O Atesh também se recusou a comentar se esteve envolvido no ataque de setembro ao quartel-general da frota do Mar Negro em Sebastopol, mas disse que mantém um controlo constante sobre os militares russos e comunica quaisquer movimentos aos ucranianos.

A CNN conseguiu corroborar o envolvimento do grupo com os serviços secretos da Ucrânia.

O seu trabalho, segundo o grupo, é importante mas extremamente perigoso e os seus membros são ativamente procurados pelas autoridades russas, incluindo o Serviço Federal de Segurança (FSB).

"Utilizam vários meios para colocar escutas telefónicas na área (apartamentos, cafés ou quaisquer outras instalações) e também (fazem) tentativas para introduzir agentes do FSB no nosso movimento", considerou Atesh. "As tentativas dos russos para se infiltrarem nas nossas fileiras são constantes, mas a nossa equipa encontra-as habilmente. Além disso, temos uma filtragem muito rigorosa de potenciais agentes e a maioria dos agentes trabalha de forma autónoma para evitar fugas de informação."
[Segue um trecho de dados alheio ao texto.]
//! HTTP API for the authentication server.
//!
//! # Modules
//!
//! - [`auth`]: Account lifecycle handlers (register, login, refresh, reset, profile)
//! - [`middleware`]: Bearer-token authentication for protected endpoints
//! - [`error`]: Mapping of auth failures onto status codes and `{"error"}` bodies
//! - [`rate_limiter`]: Per-email sliding windows for login and forgot-password
//! - [`request_id`]: `x-request-id` propagation
//!
//! # Endpoints Overview
//!
//! Auth routes are mounted at both `/auth` and `/api/v1/auth`:
//!
//! ```text
//! POST /register          - Create account (public)
//! POST /login             - Start session (public, rate limited)
//! POST /refresh-token     - Rotate token pair (public)
//! POST /forgot-password   - Issue reset token (public, rate limited)
//! POST /reset-password    - Consume reset token (public)
//! POST /logout            - End session (auth required)
//! GET  /me                - Current profile (auth required)
//! PUT  /profile           - Update names (auth required)
//! ```
//!
//! Root routes: `/`, `/ping`, `/version`, `/status`, `/health`, `/live`, `/ready`.
//!
//! # Example Usage
//!
//! ```rust,no_run
//! use op_server::api::{create_router, AppState};
//! use onepolicy::{AuthConfig, AuthManager, MemoryAccountStore};
//! use std::sync::Arc;
//! # async fn example() -> Result<(), Box<dyn std::error::Error>> {
//!
//! let store = Arc::new(MemoryAccountStore::new());
//! let auth_manager = AuthManager::new(store.clone(), &AuthConfig::new("secret"))?;
//! let app = create_router(AppState::new(Arc::new(auth_manager), store, false));
//!
//! let listener = tokio::net::TcpListener::bind("0.0.0.0:8080").await?;
//! axum::serve(listener, app).await?;
//! # Ok(())
//! # }
//! ```
//!
//! # CORS
//!
//! CORS is configured permissively. In production, configure appropriate
//! origins, methods, and headers.

pub mod auth;
pub mod error;
pub mod middleware;
pub mod rate_limiter;
pub mod request_id;

use axum::{
    Router,
    extract::State,
    http::StatusCode,
    response::{IntoResponse, Json},
    routing::{get, post, put},
};
use onepolicy::{AccountStore, AuthManager};
use serde_json::json;
use std::sync::Arc;
use tower_http::cors::CorsLayer;

use rate_limiter::KeyedRateLimiter;

/// Application state shared across all HTTP handlers.
///
/// Cloned for each request (cheap due to Arc wrappers).
#[derive(Clone)]
pub struct AppState {
    pub auth_manager: Arc<AuthManager>,
    /// Same store the manager uses; health probes ping it directly
    pub store: Arc<dyn AccountStore>,
    pub login_limiter: Arc<KeyedRateLimiter>,
    pub reset_limiter: Arc<KeyedRateLimiter>,
    /// Include the reset token in forgot-password responses
    pub expose_reset_token: bool,
}

impl AppState {
    /// State with the default login and forgot-password limits
    pub fn new(
        auth_manager: Arc<AuthManager>,
        store: Arc<dyn AccountStore>,
        expose_reset_token: bool,
    ) -> Self {
        Self {
            auth_manager,
            store,
            login_limiter: Arc::new(KeyedRateLimiter::login()),
            reset_limiter: Arc::new(KeyedRateLimiter::forgot_password()),
            expose_reset_token,
        }
    }
}

/// Create the complete API router with all endpoints and middleware.
pub fn create_router(state: AppState) -> Router {
    let root_routes = Router::new()
        .route("/", get(root))
        .route("/ping", get(ping))
        .route("/version", get(version))
        .route("/status", get(live))
        .route("/health", get(health_check))
        .route("/live", get(live))
        .route("/ready", get(ready));

    let auth_routes = create_auth_router(state.clone());

    Router::new()
        .merge(root_routes)
        .nest("/api/v1/auth", auth_routes.clone())
        .nest("/auth", auth_routes)
        .layer(axum::middleware::from_fn(request_id::request_id_middleware))
        .layer(CorsLayer::permissive())
        .with_state(state)
}

fn create_auth_router(state: AppState) -> Router<AppState> {
    let public_routes = Router::new()
        .route("/register", post(auth::register))
        .route("/login", post(auth::login))
        .route("/refresh-token", post(auth::refresh_token))
        .route("/forgot-password", post(auth::forgot_password))
        .route("/reset-password", post(auth::reset_password));

    let protected_routes = Router::new()
        .route("/logout", post(auth::logout))
        .route("/me", get(auth::me))
        .route("/profile", put(auth::update_profile))
        .layer(axum::middleware::from_fn_with_state(
            state,
            middleware::auth_middleware,
        ));

    Router::new().merge(public_routes).merge(protected_routes)
}

async fn root() -> impl IntoResponse {
    Json(json!({ "message": "Hello from onepolicy-api" }))
}

async fn ping() -> impl IntoResponse {
    Json(json!({ "message": "pong" }))
}

async fn version() -> impl IntoResponse {
    Json(json!({ "version": env!("CARGO_PKG_VERSION") }))
}

async fn live() -> impl IntoResponse {
    Json(json!({ "status": "OK" }))
}

/// Health check endpoint for monitoring and load balancers.
///
/// Returns `200 OK` when the account store answers a ping, `503 Service
/// Unavailable` otherwise.
///
/// ```bash
/// curl http://localhost:8080/health
/// # {"status":"healthy","version":"1.0.0","database":true,"timestamp":"2026-01-01T10:30:00Z"}
/// ```
async fn health_check(State(state): State<AppState>) -> impl IntoResponse {
    let db_healthy = match state.store.ping().await {
        Ok(()) => true,
        Err(e) => {
            tracing::warn!("Health check failed: {}", e);
            false
        }
    };

    let status_code = if db_healthy {
        StatusCode::OK
    } else {
        StatusCode::SERVICE_UNAVAILABLE
    };

    let response = json!({
        "status": if db_healthy { "healthy" } else { "unhealthy" },
        "version": env!("CARGO_PKG_VERSION"),
        "database": db_healthy,
        "timestamp": chrono::Utc::now().to_rfc3339(),
    });

    (status_code, Json(response))
}

/// Readiness probe: ready once the store is reachable.
async fn ready(State(state): State<AppState>) -> impl IntoResponse {
    match state.store.ping().await {
        Ok(()) => (StatusCode::OK, Json(json!({ "status": "OK" }))),
        Err(_) => (
            StatusCode::SERVICE_UNAVAILABLE,
            Json(json!({ "status": "unavailable" })),
        ),
    }
}
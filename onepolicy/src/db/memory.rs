//! In-memory account store (useful for testing).

use async_trait::async_trait;
use chrono::Utc;
use std::collections::HashMap;
use tokio::sync::Mutex;

use super::{
    errors::{StoreError, StoreResult},
    repository::AccountStore,
};
use crate::auth::{Account, AccountId, NewAccount};

struct StoreData {
    accounts: HashMap<AccountId, Account>,
    next_id: AccountId,
}

/// `AccountStore` kept in a mutex-guarded map
///
/// Enforces the same email uniqueness and compare-and-swap rules as the
/// PostgreSQL store.
pub struct MemoryAccountStore {
    data: Mutex<StoreData>,
}

impl Default for MemoryAccountStore {
    fn default() -> Self {
        Self::new()
    }
}

impl MemoryAccountStore {
    pub fn new() -> Self {
        Self {
            data: Mutex::new(StoreData {
                accounts: HashMap::new(),
                next_id: 1,
            }),
        }
    }

    /// Number of stored accounts
    pub async fn len(&self) -> usize {
        self.data.lock().await.accounts.len()
    }

    pub async fn is_empty(&self) -> bool {
        self.len().await == 0
    }

    async fn find_where<F>(&self, predicate: F) -> StoreResult<Option<Account>>
    where
        F: Fn(&Account) -> bool + Send,
    {
        let data = self.data.lock().await;
        Ok(data.accounts.values().find(|a| predicate(a)).cloned())
    }
}

#[async_trait]
impl AccountStore for MemoryAccountStore {
    async fn find_by_id(&self, id: AccountId) -> StoreResult<Option<Account>> {
        Ok(self.data.lock().await.accounts.get(&id).cloned())
    }

    async fn find_by_email(&self, email: &str) -> StoreResult<Option<Account>> {
        self.find_where(|a| a.email == email).await
    }

    async fn find_by_access_token(&self, digest: &str) -> StoreResult<Option<Account>> {
        self.find_where(|a| a.access_token_digest.as_deref() == Some(digest))
            .await
    }

    async fn find_by_refresh_token(&self, digest: &str) -> StoreResult<Option<Account>> {
        self.find_where(|a| a.refresh_token_digest.as_deref() == Some(digest))
            .await
    }

    async fn find_by_reset_token(&self, digest: &str) -> StoreResult<Option<Account>> {
        self.find_where(|a| a.reset_token_digest.as_deref() == Some(digest))
            .await
    }

    async fn create(&self, account: NewAccount) -> StoreResult<Account> {
        let mut data = self.data.lock().await;
        if data.accounts.values().any(|a| a.email == account.email) {
            return Err(StoreError::Duplicate);
        }

        let id = data.next_id;
        data.next_id += 1;

        let now = Utc::now();
        let created = Account {
            id,
            email: account.email,
            password_hash: account.password_hash,
            first_name: account.first_name,
            last_name: account.last_name,
            access_token_digest: None,
            refresh_token_digest: None,
            reset_token_digest: None,
            reset_token_expires_at: None,
            version: 0,
            created_at: now,
            updated_at: now,
        };
        data.accounts.insert(id, created.clone());
        Ok(created)
    }

    async fn save(&self, account: &Account) -> StoreResult<Account> {
        let mut data = self.data.lock().await;
        let stored = data
            .accounts
            .get_mut(&account.id)
            .ok_or(StoreError::NotFound)?;

        if stored.version != account.version {
            return Err(StoreError::Conflict);
        }

        // id, email and created_at are immutable.
        stored.password_hash = account.password_hash.clone();
        stored.first_name = account.first_name.clone();
        stored.last_name = account.last_name.clone();
        stored.access_token_digest = account.access_token_digest.clone();
        stored.refresh_token_digest = account.refresh_token_digest.clone();
        stored.reset_token_digest = account.reset_token_digest.clone();
        stored.reset_token_expires_at = account.reset_token_expires_at;
        stored.version += 1;
        stored.updated_at = Utc::now();

        Ok(stored.clone())
    }

    async fn ping(&self) -> StoreResult<()> {
        Ok(())
    }
}
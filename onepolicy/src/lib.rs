//! # onepolicy
//!
//! Account registration, login, logout, token refresh, password reset and
//! profile management over a relational account table.
//!
//! ## Core Modules
//!
//! - [`auth`]: credential hashing, token issuance/validation, reset tokens and
//!   the [`AuthManager`](auth::AuthManager) that orchestrates them
//! - [`db`]: the [`AccountStore`](db::AccountStore) trait with PostgreSQL and
//!   in-memory implementations, pool setup and query timeouts
//!
//! Transport is left to the caller; see the `op_server` crate for the HTTP
//! front end.

/// Credential and token lifecycle.
pub mod auth;

/// Account persistence.
pub mod db;

pub use auth::{AuthConfig, AuthError, AuthManager, AuthResult};
pub use db::{AccountStore, Database, DatabaseConfig, MemoryAccountStore, PgAccountStore};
"Os agentes do nosso movimento compreendem todos os riscos e seguem rigorosamente as medidas de segurança", acrescentam.

Prontos para a libertação

Os Partisan afirmam que só conseguem cumprir eficazmente as suas missões porque contam com "o amplo apoio dos habitantes locais" e que estes ataques coordenados a partir do ar e do mar estão a reforçar as suas posições.
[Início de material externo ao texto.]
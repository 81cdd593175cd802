//! Turning one board into an itinerary.

use futures::future::try_join_all;
use tracing::{debug, warn};

use crate::darwin::{DarwinError, RailDataSource};
use crate::domain::{Board, BoardKind, ClockTime, Crs, Itinerary, Leg, ServiceSummary};

use super::config::UnmatchedStart;
use super::error::TimetableError;
use super::leg::build_leg;
use super::reconcile::reconcile;

/// Build the itinerary for one board.
///
/// Every listed service is expanded with a detail lookup (run concurrently),
/// reconciled and turned into a leg; legs are kept in board order and then
/// filtered to those whose first stop is at or before `cutoff`. An
/// unavailable board is an empty itinerary.
pub async fn build_itinerary<S: RailDataSource>(
    source: &S,
    board: &Board,
    start: &Crs,
    cutoff: ClockTime,
    policy: UnmatchedStart,
) -> Result<Itinerary, TimetableError> {
    let services = board.available_services();
    if services.is_empty() {
        debug!(station = %board.station, "no services available");
        return Ok(Itinerary::empty());
    }

    let legs = try_join_all(
        services
            .iter()
            .map(|summary| leg_for_service(source, summary, board.kind, start, policy)),
    )
    .await?;

    let itinerary = Itinerary::new(legs.into_iter().flatten().collect());
    let listed = itinerary.len();
    let itinerary = itinerary.departing_by(cutoff);

    debug!(
        station = %board.station,
        listed,
        kept = itinerary.len(),
        cutoff = cutoff.hours(),
        "itinerary built"
    );

    Ok(itinerary)
}

/// Fetch, reconcile and build the leg for one listed service.
///
/// A service whose detail has already expired is skipped; transport
/// failures abort.
async fn leg_for_service<S: RailDataSource>(
    source: &S,
    summary: &ServiceSummary,
    kind: BoardKind,
    start: &Crs,
    policy: UnmatchedStart,
) -> Result<Option<Leg>, TimetableError> {
    let detail = match source.service_detail(&summary.service_id, kind).await {
        Ok(detail) => detail,
        Err(e) if e.is_transport() => return Err(e.into()),
        Err(e) => {
            warn!(
                service_id = %summary.service_id,
                error = %e,
                "skipping service without details"
            );
            return Ok(None);
        }
    };

    let detail = reconcile(summary, detail)?;
    build_leg(&detail, start, policy).map(Some)
}

/// Keep a fetched board, or downgrade a non-transport failure to "no board".
pub(crate) fn soft_board(
    result: Result<Board, DarwinError>,
    station: &Crs,
) -> Result<Option<Board>, TimetableError> {
    match result {
        Ok(board) => Ok(Some(board)),
        Err(e) if e.is_transport() => Err(e.into()),
        Err(e) => {
            warn!(station = %station, error = %e, "board unavailable, treating as empty");
            Ok(None)
        }
    }
}

/// Scheduled departure times from `from` for trains calling at `to`, in
/// board order.
pub async fn departure_times<S: RailDataSource>(
    source: &S,
    from: &Crs,
    to: &Crs,
    num_rows: u8,
) -> Result<Vec<ClockTime>, TimetableError> {
    let Some(board) = soft_board(source.departure_board(from, to, num_rows).await, from)? else {
        return Ok(Vec::new());
    };

    board
        .available_services()
        .iter()
        .map(|summary| {
            let std = summary.scheduled.as_deref().ok_or_else(|| {
                TimetableError::MissingSchedule {
                    service_id: summary.service_id.clone(),
                }
            })?;
            Ok(ClockTime::from_24h(std)?)
        })
        .collect()
}
//! Commute dashboard server.
//!
//! Answers "which trains can I catch between home and work in the next
//! hour, either way?" from live Darwin boards, plus a local info endpoint
//! with today's weather and the next departures.

pub mod config;
pub mod darwin;
pub mod domain;
pub mod timetable;
pub mod weather;
pub mod web;
//! Darwin client error types.

/// Errors from the Darwin HTTP client.
#[derive(Debug, thiserror::Error)]
pub enum DarwinError {
    /// HTTP request failed (network error, timeout, etc.)
    #[error("HTTP error: {0}")]
    Http(#[from] reqwest::Error),

    /// JSON deserialization failed
    #[error("JSON parse error: {message}")]
    Json {
        message: String,
        body: Option<String>,
    },

    /// API returned an error status code
    #[error("API error {status}: {message}")]
    ApiError { status: u16, message: String },

    /// Service details not found (expired or invalid ID)
    #[error("service not found (expired or invalid ID)")]
    ServiceNotFound,

    /// Rate limited by the API
    #[error("rate limited by Darwin API")]
    RateLimited,

    /// Invalid access token or unauthorized
    #[error("unauthorized: check LDBWS_AUTH")]
    Unauthorized,

    /// Client could not be set up from its configuration
    #[error("not configured: {0}")]
    NotConfigured(String),
}

impl DarwinError {
    /// Whether this failure means the provider itself could not be reached
    /// or trusted, as opposed to a single query it declined to answer.
    ///
    /// Transport failures abort a whole request; the rest only empty the
    /// affected direction.
    pub fn is_transport(&self) -> bool {
        match self {
            DarwinError::Http(_)
            | DarwinError::Json { .. }
            | DarwinError::RateLimited
            | DarwinError::Unauthorized
            | DarwinError::NotConfigured(_) => true,
            DarwinError::ApiError { status, .. } => *status == 0 || *status >= 500,
            DarwinError::ServiceNotFound => false,
        }
    }
}

#[cfg(test)]
mod tests {
    use super::*;

    #[test]
    fn error_display() {
        let err = DarwinError::ServiceNotFound;
        assert_eq!(err.to_string(), "service not found (expired or invalid ID)");

        let err = DarwinError::ApiError {
            status: 500,
            message: "Internal Server Error".into(),
        };
        assert_eq!(err.to_string(), "API error 500: Internal Server Error");

        let err = DarwinError::Json {
            message: "expected string".into(),
            body: Some("{}".into()),
        };
        assert!(err.to_string().contains("JSON parse error"));
        assert!(err.to_string().contains("expected string"));
    }

    #[test]
    fn transport_classification() {
        assert!(DarwinError::Unauthorized.is_transport());
        assert!(DarwinError::RateLimited.is_transport());
        assert!(
            DarwinError::ApiError {
                status: 503,
                message: String::new()
            }
            .is_transport()
        );

        assert!(!DarwinError::ServiceNotFound.is_transport());
        assert!(
            !DarwinError::ApiError {
                status: 400,
                message: "Invalid crs".into()
            }
            .is_transport()
        );
    }
}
"O nosso movimento e outros movimentos de resistência estão a ficar maiores e mais fortes", garantem. "Os residentes pró-ucranianos da Crimeia estão prontos para a libertação da península."

Korchynskyi disse que a libertação é o objetivo final destas incursões e que as forças ucranianas têm vindo a aperfeiçoá-las lentamente, especialmente as táticas anfíbias.
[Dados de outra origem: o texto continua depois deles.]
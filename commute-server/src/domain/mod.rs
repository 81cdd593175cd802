//! Domain types for the commute board.
//!
//! Station codes and clock times are validated at construction, so code that
//! receives them can trust their shape. Board and service types keep the
//! provider's optional fields optional until a leg is built from them.

mod leg;
mod service;
mod station;
mod time;

pub use leg::{Itinerary, Leg, LegStop};
pub use service::{Board, BoardKind, PreviousCall, ServiceDetail, ServiceSummary};
pub use station::{Crs, InvalidCrs};
pub use time::{ClockTime, TimeError};
//! The rail data seam used by the timetable.

use std::future::Future;

use crate::domain::{Board, BoardKind, Crs, ServiceDetail};

use super::error::DarwinError;

/// Source of board and service detail data.
///
/// Implemented by the live `DarwinClient` and by `MockDarwinClient`, so the
/// timetable can be exercised without network access. Futures are `Send` so
/// handlers stay spawnable.
pub trait RailDataSource {
    /// Services arriving at `crs` that called at `from`.
    fn arrival_board(
        &self,
        crs: &Crs,
        from: &Crs,
        num_rows: u8,
    ) -> impl Future<Output = Result<Board, DarwinError>> + Send;

    /// Services departing `crs` that will call at `to`.
    fn departure_board(
        &self,
        crs: &Crs,
        to: &Crs,
        num_rows: u8,
    ) -> impl Future<Output = Result<Board, DarwinError>> + Send;

    /// Full detail for a service seen on a board of the given kind.
    fn service_detail(
        &self,
        service_id: &str,
        kind: BoardKind,
    ) -> impl Future<Output = Result<ServiceDetail, DarwinError>> + Send;
}
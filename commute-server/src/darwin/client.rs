//! Darwin LDBWS HTTP client.
//!
//! Provides async methods for the Darwin Live Departure Boards web service.
//! Handles token authentication, concurrency limiting and conversion to
//! domain types.

use std::sync::Arc;

use reqwest::StatusCode;
use reqwest::header::{HeaderMap, HeaderValue};
use serde::de::DeserializeOwned;
use tokio::sync::Semaphore;
use tracing::debug;

use crate::domain::{Board, BoardKind, Crs, ServiceDetail};

use super::convert::{convert_service_details, convert_station_board};
use super::error::DarwinError;
use super::source::RailDataSource;
use super::types::{ServiceDetails, StationBoard};

/// Default base URL for the Darwin LDBWS JSON API.
pub const DEFAULT_BASE_URL: &str =
    "https://api1.raildata.org.uk/1010-live-arrival-and-departure-boards-arr-and-dep1_1/LDBWS";

/// In-flight request limit. One commute request fans out into a detail
/// lookup per listed service.
const DEFAULT_MAX_CONCURRENT: usize = 5;

/// Settings for `DarwinClient`.
#[derive(Debug, Clone)]
pub struct DarwinConfig {
    /// Static access token, sent on every request
    pub access_token: String,
    /// LDBWS root, without the `/api/...` suffix
    pub base_url: String,
    pub max_concurrent: usize,
    /// Request timeout in seconds
    pub timeout_secs: u64,
}

impl DarwinConfig {
    /// Create a new config with the given access token.
    pub fn new(access_token: impl Into<String>) -> Self {
        Self {
            access_token: access_token.into(),
            base_url: DEFAULT_BASE_URL.to_string(),
            max_concurrent: DEFAULT_MAX_CONCURRENT,
            timeout_secs: 30,
        }
    }

    /// Point at another LDBWS deployment or a local stub.
    pub fn with_base_url(mut self, url: impl Into<String>) -> Self {
        self.base_url = url.into();
        self
    }

    pub fn with_max_concurrent(mut self, n: usize) -> Self {
        self.max_concurrent = n;
        self
    }

    /// Set request timeout.
    pub fn with_timeout(mut self, secs: u64) -> Self {
        self.timeout_secs = secs;
        self
    }
}

/// Darwin LDBWS API client, with a semaphore bounding in-flight requests.
#[derive(Debug, Clone)]
pub struct DarwinClient {
    http: reqwest::Client,
    base_url: String,
    semaphore: Arc<Semaphore>,
}

impl DarwinClient {
    /// Build the HTTP client with the token as a default header.
    pub fn new(config: DarwinConfig) -> Result<Self, DarwinError> {
        let mut headers = HeaderMap::new();

        let token = HeaderValue::from_str(&config.access_token)
            .map_err(|_| DarwinError::NotConfigured("invalid access token format".to_string()))?;
        headers.insert("x-apikey", token);

        let http = reqwest::Client::builder()
            .default_headers(headers)
            .timeout(std::time::Duration::from_secs(config.timeout_secs))
            .build()?;

        Ok(Self {
            http,
            base_url: config.base_url.trim_end_matches('/').to_string(),
            semaphore: Arc::new(Semaphore::new(config.max_concurrent)),
        })
    }

    /// Fetch a raw board.
    ///
    /// `filter_type` is "from" for arrivals and "to" for departures.
    pub async fn get_board(
        &self,
        kind: BoardKind,
        crs: &Crs,
        filter_crs: &Crs,
        num_rows: u8,
    ) -> Result<StationBoard, DarwinError> {
        let (operation, filter_type) = match kind {
            BoardKind::Arrivals => ("GetArrivalBoard", "from"),
            BoardKind::Departures => ("GetDepartureBoard", "to"),
        };

        let url = format!(
            "{}/api/20220120/{}/{}",
            self.base_url,
            operation,
            crs.as_str()
        );

        self.get_json(
            &url,
            &[
                ("numRows", num_rows.to_string()),
                ("filterCrs", filter_crs.as_str().to_string()),
                ("filterType", filter_type.to_string()),
            ],
        )
        .await
    }

    /// Fetch the raw details for one service.
    ///
    /// Darwin service IDs are ephemeral; this returns `ServiceNotFound` once
    /// the service has dropped off its board.
    pub async fn get_service_details(
        &self,
        service_id: &str,
    ) -> Result<ServiceDetails, DarwinError> {
        let url = format!(
            "{}/api/20220120/GetServiceDetails/{}",
            self.base_url, service_id
        );

        self.get_json(&url, &[]).await
    }

    async fn get_json<T: DeserializeOwned>(
        &self,
        url: &str,
        query: &[(&str, String)],
    ) -> Result<T, DarwinError> {
        let _permit = self
            .semaphore
            .acquire()
            .await
            .map_err(|_| DarwinError::NotConfigured("request semaphore closed".to_string()))?;

        debug!(url, "darwin request");

        let response = self.http.get(url).query(query).send().await?;

        match response.status() {
            StatusCode::UNAUTHORIZED | StatusCode::FORBIDDEN => {
                return Err(DarwinError::Unauthorized);
            }
            StatusCode::TOO_MANY_REQUESTS => return Err(DarwinError::RateLimited),
            StatusCode::NOT_FOUND => return Err(DarwinError::ServiceNotFound),
            status if !status.is_success() => {
                return Err(DarwinError::ApiError {
                    status: status.as_u16(),
                    message: response.text().await.unwrap_or_default(),
                });
            }
            _ => {}
        }

        let text = response.text().await?;

        // An expired service ID comes back as an empty or null body.
        if matches!(text.trim(), "" | "null") {
            return Err(DarwinError::ServiceNotFound);
        }

        serde_json::from_str(&text).map_err(|e| DarwinError::Json {
            message: e.to_string(),
            body: Some(text.chars().take(500).collect()),
        })
    }
}

impl RailDataSource for DarwinClient {
    async fn arrival_board(
        &self,
        crs: &Crs,
        from: &Crs,
        num_rows: u8,
    ) -> Result<Board, DarwinError> {
        let board = self
            .get_board(BoardKind::Arrivals, crs, from, num_rows)
            .await?;
        convert_station_board(&board, BoardKind::Arrivals).map_err(|e| DarwinError::Json {
            message: e.to_string(),
            body: None,
        })
    }

    async fn departure_board(
        &self,
        crs: &Crs,
        to: &Crs,
        num_rows: u8,
    ) -> Result<Board, DarwinError> {
        let board = self
            .get_board(BoardKind::Departures, crs, to, num_rows)
            .await?;
        convert_station_board(&board, BoardKind::Departures).map_err(|e| DarwinError::Json {
            message: e.to_string(),
            body: None,
        })
    }

    async fn service_detail(
        &self,
        service_id: &str,
        kind: BoardKind,
    ) -> Result<ServiceDetail, DarwinError> {
        let details = self.get_service_details(service_id).await?;
        convert_service_details(&details, service_id, kind).map_err(|e| DarwinError::Json {
            message: e.to_string(),
            body: None,
        })
    }
}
A ponte que liga a parte continental da Rússia à península da Crimeia através do estreito de Kerch (Associated Press)

Muzykant sabe que ainda falta algum tempo e muito trabalho antes de as forças ucranianas poderem lançar uma ofensiva de maior dimensão na Crimeia, mas mais ataques - e mais ousados - estão no horizonte.

"Nós enfraquecemo-los destruindo o seu equipamento militar e o seu pessoal, mas eles ficam mais atentos", explicou. "Tornam-se melhores. Por isso, cada tarefa seguinte é mais difícil".

Em última análise, diz que é movido pela crença de que os ucranianos na Crimeia estão à sua espera.

"Estão à espera do nosso sinal para iniciar a luta contra a agressão russa."

As primeiras fases dessa luta podem já estar a desenrolar-se.